We are looking for a MLOps Engineer to work with a product team to build a high quality, secure continuous deployment pipeline on our cloud-based infrastructure.
Responsibilities
- Work within cross-functional teams to ensure quality, availability and cost efficiency of Data Science solutions
- Integrate all aspects of a secure SDLC through highly available processes that support a painless continuous deployment pipeline
- Build observability throughout the product and pipeline. Detect and alert on issues before they impact customers
- Build CI/CD processes that supports the machine learning lifecycle to include self-serve experimentation, performance analysis, feature store integration, model development, hyperparameter tuning, evaluation, and deployment following DevOps best practices.

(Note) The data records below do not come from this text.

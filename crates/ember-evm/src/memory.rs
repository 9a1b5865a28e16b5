//! Frame memory
//!
//! Byte-addressable and zero-initialised. The backing buffer grows in
//! 32-byte words to cover the highest byte touched and never shrinks.
//! Accesses of size zero never expand.

use crate::error::{EvmError, EvmResult};
use crate::word;
use ember_primitives::{word_from_be_slice, word_to_be_bytes, Word};

/// Default bound on memory growth (32 MiB)
pub const DEFAULT_MEMORY_LIMIT: usize = 32 * 1024 * 1024;

/// Word size in bytes
pub const WORD_SIZE: usize = 32;

/// Frame memory
#[derive(Clone, Debug)]
pub struct Memory {
    data: Vec<u8>,
    limit: usize,
}

impl Default for Memory {
    fn default() -> Self {
        Self::new()
    }
}

impl Memory {
    /// Create empty memory with the default growth limit
    pub fn new() -> Self {
        Self::with_limit(DEFAULT_MEMORY_LIMIT)
    }

    /// Create empty memory that faults beyond `limit` bytes
    pub fn with_limit(limit: usize) -> Self {
        Self {
            data: Vec::new(),
            limit,
        }
    }

    /// Number of 32-byte words currently allocated
    pub fn words(&self) -> usize {
        self.data.len() / WORD_SIZE
    }

    /// Current size in bytes (what MSIZE reports)
    pub fn size(&self) -> usize {
        self.data.len()
    }

    /// Grow to `words` words, zero-filling. No-op if already that large.
    pub fn expand(&mut self, words: usize) -> EvmResult<()> {
        if words <= self.words() {
            return Ok(());
        }
        let bytes = words
            .checked_mul(WORD_SIZE)
            .ok_or(EvmError::InvalidMemoryAccess)?;
        if bytes > self.limit {
            return Err(EvmError::MemoryLimitExceeded {
                requested: bytes,
                limit: self.limit,
            });
        }
        self.data.resize(bytes, 0);
        Ok(())
    }

    /// Make `offset..offset + size` addressable
    pub fn ensure(&mut self, offset: usize, size: usize) -> EvmResult<()> {
        if size == 0 {
            return Ok(());
        }
        let end = offset
            .checked_add(size)
            .ok_or(EvmError::InvalidMemoryAccess)?;
        self.expand(end.div_ceil(WORD_SIZE))
    }

    /// Read `size` bytes at `offset`, expanding as needed
    pub fn read(&mut self, offset: usize, size: usize) -> EvmResult<Vec<u8>> {
        if size == 0 {
            return Ok(Vec::new());
        }
        self.ensure(offset, size)?;
        Ok(self.data[offset..offset + size].to_vec())
    }

    /// Read the 32-byte word at `offset` (MLOAD)
    pub fn read_word(&mut self, offset: usize) -> EvmResult<Word> {
        self.ensure(offset, WORD_SIZE)?;
        Ok(word_from_be_slice(&self.data[offset..offset + WORD_SIZE]))
    }

    /// Write `value` big-endian as exactly `size` bytes at `offset`.
    ///
    /// Sizes under 32 keep the low-order bytes; larger sizes are left-padded
    /// with zeros.
    pub fn store(&mut self, offset: usize, value: &Word, size: usize) -> EvmResult<()> {
        if size == 0 {
            return Ok(());
        }
        self.ensure(offset, size)?;
        let bytes = word_to_be_bytes(value);
        let region = &mut self.data[offset..offset + size];
        if size <= WORD_SIZE {
            region.copy_from_slice(&bytes[WORD_SIZE - size..]);
        } else {
            let pad = size - WORD_SIZE;
            region[..pad].fill(0);
            region[pad..].copy_from_slice(&bytes);
        }
        Ok(())
    }

    /// Write `bytes` at `offset`
    pub fn store_bytes(&mut self, offset: usize, bytes: &[u8]) -> EvmResult<()> {
        if bytes.is_empty() {
            return Ok(());
        }
        self.ensure(offset, bytes.len())?;
        self.data[offset..offset + bytes.len()].copy_from_slice(bytes);
        Ok(())
    }

    /// Write exactly `size` bytes at `offset`: `source` truncated to fit and
    /// zero-padded on the right if shorter
    pub fn store_padded(&mut self, offset: usize, source: &[u8], size: usize) -> EvmResult<()> {
        if size == 0 {
            return Ok(());
        }
        self.ensure(offset, size)?;
        let region = &mut self.data[offset..offset + size];
        let n = source.len().min(size);
        region[..n].copy_from_slice(&source[..n]);
        region[n..].fill(0);
        Ok(())
    }

    /// Overlap-safe copy within memory (MCOPY)
    pub fn copy_within(&mut self, dest: usize, src: usize, size: usize) -> EvmResult<()> {
        if size == 0 {
            return Ok(());
        }
        self.ensure(src, size)?;
        self.ensure(dest, size)?;
        self.data.copy_within(src..src + size, dest);
        Ok(())
    }
}

/// Convert an `(offset, size)` operand pair into native indices.
///
/// A zero size never touches memory, so its offset is not validated.
pub fn resolve_range(offset: Word, size: Word) -> EvmResult<(usize, usize)> {
    if size.is_zero() {
        return Ok((0, 0));
    }
    let offset = word::to_usize(&offset).ok_or(EvmError::InvalidMemoryAccess)?;
    let size = word::to_usize(&size).ok_or(EvmError::InvalidMemoryAccess)?;
    Ok((offset, size))
}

- Collaborate with project stakeholders to identify product and technical requirements. Conduct analysis to determine integration needs
- Maintain and expand existing AWS/Snowflake infrastructure with industry best practices, considering scalability, reliability, and cost
- Automate everything. Identify activities that can be automated, define and document the process, and then automate it.
Requirements
- Bachelor’s Degree in Computer Science, Information Systems, or a related technical field, or equivalent work experience.
- 3+ years experience creating and managing deployment pipelines using critical Data Science packages such as TensorFlow, scikit based packages, PyTorch etc, in a cloud based environment.
- 2+ years of experience designing and implementing scalable systems and applications on Amazon Web Services (AWS), with a focus on cloud architecture, cost optimization, and security.
- Experience automating infrastructure deployment and operations for scalable systems using tools like Terraform and Ansible.
- Confident working in container-based environments and docker.
- Linux administration and automation with shell, bash, and/or python.
- Experience instrumenting and operating observability systems such as new relic, grafana and prometheus, or datadog.
- Continuous integration and deployment with orchestration tools such, bitbucket pipelines, github actions, airflow, prefect, etc…